Cybercriminals leverage crises and emotion in phishing campaigns. The pandemic, vaccines, social injustice and the presidential election, all provided hackers an endless supply of phishing material last year.
Almost half of companies which reported phishing attacks experienced a ransomware infection, according to Proofpoint.
The National Cyber Investigative Joint Task Force (NCIJTF) advises companies to keep their routine backups offline and use multifactor authentication for combating ransomware. The task force also discourages organizations from paying ransoms as there's no guarantee on the return of data.
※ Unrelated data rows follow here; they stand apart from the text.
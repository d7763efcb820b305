//! Tracing and logging setup
//!
//! Configures the `tracing` subscriber with environment-based filtering.

use tracing::Level;
use tracing_subscriber::{
    fmt::{self, format::FmtSpan},
    layer::SubscriberExt,
    util::SubscriberInitExt,
    EnvFilter,
};

use crate::config::Environment;

/// Tracing configuration options
#[derive(Debug, Clone)]
pub struct TracingConfig {
    /// Log level filter (e.g., "info", "debug", "trace")
    pub level: Level,
    /// Enable JSON output format
    pub json: bool,
    /// Include span events (new, close)
    pub span_events: bool,
    /// Include file and line numbers
    pub file_line: bool,
    /// Log SQL statements issued by sqlx
    pub sql_statements: bool,
}

impl Default for TracingConfig {
    fn default() -> Self {
        Self {
            level: Level::INFO,
            json: false,
            span_events: false,
            file_line: true,
            sql_statements: false,
        }
    }
}

impl TracingConfig {
    /// Create a development configuration with debug logging
    #[must_use]
    pub fn development() -> Self {
        Self {
            level: Level::DEBUG,
            json: false,
            span_events: true,
            file_line: true,
            sql_statements: true,
        }
    }

    /// Create a production configuration with JSON logging
    #[must_use]
    pub fn production() -> Self {
        Self {
            level: Level::INFO,
            json: true,
            span_events: false,
            file_line: false,
            sql_statements: false,
        }
    }

    /// Pick a configuration for the deployment environment
    #[must_use]
    pub fn for_environment(env: Environment) -> Self {
        match env {
            Environment::Development => Self::development(),
            Environment::Staging => Self::default(),
            Environment::Production => Self::production(),
        }
    }

    /// Filter directives used when `RUST_LOG` is not set
    #[must_use]
    pub fn default_directives(&self) -> String {
        let sqlx = if self.sql_statements { "info" } else { "warn" };
        format!("{},sqlx={sqlx}", self.level.as_str().to_lowercase())
    }

    fn span_events(&self) -> FmtSpan {
        if self.span_events {
            FmtSpan::NEW | FmtSpan::CLOSE
        } else {
            FmtSpan::NONE
        }
    }
}

/// Try to initialize tracing with the default configuration
///
/// Uses `RUST_LOG` for filtering if set. Does not panic if a subscriber is
/// already installed.
pub fn try_init_tracing() -> Result<(), TracingError> {
    try_init_tracing_with_config(TracingConfig::default())
}

/// Try to initialize tracing with custom configuration
pub fn try_init_tracing_with_config(config: TracingConfig) -> Result<(), TracingError> {
    let env_filter = EnvFilter::try_from_default_env()
        .unwrap_or_else(|_| EnvFilter::new(config.default_directives()));

    if config.json {
        // JSON format for production/structured logging
        let fmt_layer = fmt::layer()
            .json()
            .with_file(config.file_line)
            .with_line_number(config.file_line)
            .with_span_events(config.span_events());

        tracing_subscriber::registry()
            .with(env_filter)
            .with(fmt_layer)
            .try_init()
            .map_err(|_| TracingError::AlreadyInitialized)
    } else {
        let fmt_layer = fmt::layer()
            .with_file(config.file_line)
            .with_line_number(config.file_line)
            .with_span_events(config.span_events());

        tracing_subscriber::registry()
            .with(env_filter)
            .with(fmt_layer)
            .try_init()
            .map_err(|_| TracingError::AlreadyInitialized)
    }
}

/// Tracing initialization errors
#[derive(Debug, thiserror::Error)]
pub enum TracingError {
    #[error("Tracing subscriber already initialized")]
    AlreadyInitialized,
}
Cybercriminals asking for additional ransom payments skyrocketed 320% in 2020, but those who paid an additional demand were also less likely to regain access to their data, according to Proofpoint.
Dissuading organizations from paying a ransom by threatening potential sanctions, "may be just vague enough to help organizations justify the idea of making a payment," said Gretel Egan, senior security awareness and training strategist for Proofpoint. Though it "will be interesting to see how the advisory might influence responses from U.S. infosec professionals in our next survey."
The reason so many more companies chose to pay ransoms last year is up to speculation, said Egan, however the threat of extortion, leaked data or lack of preparedness all factor into the decision to pay a ransom.
Employee training will take precedence in avoiding successful phishing schemes. The majority of U.S. workers (63%) are familiar with the term "phishing," however 34% of U.S. respondents perceive emails with "familiar logos" as safe.
The most common themes in phishing tests include Microsoft Teams requests, COVID-19 advisory alerts and expired Office 365 password notifications.
Employees that fall victim to a real or simulated scheme, or who are "repeat offenders," are punished by more than half of the surveyed companies. In the U.S., 82% of respondents say they punish repeat offenders.
"Company culture and even regional culture are likely to factor heavily in an organization's approach … When it comes to this topic, we don't feel there is necessarily a typical approach," said Egan.
However, because BEC attacks focus on fewer and more privileged users, they are harder to detect. At least 65% of companies experienced BEC attempts last year, according to Proofpoint. Users subject to BEC attacks require extra attention and training.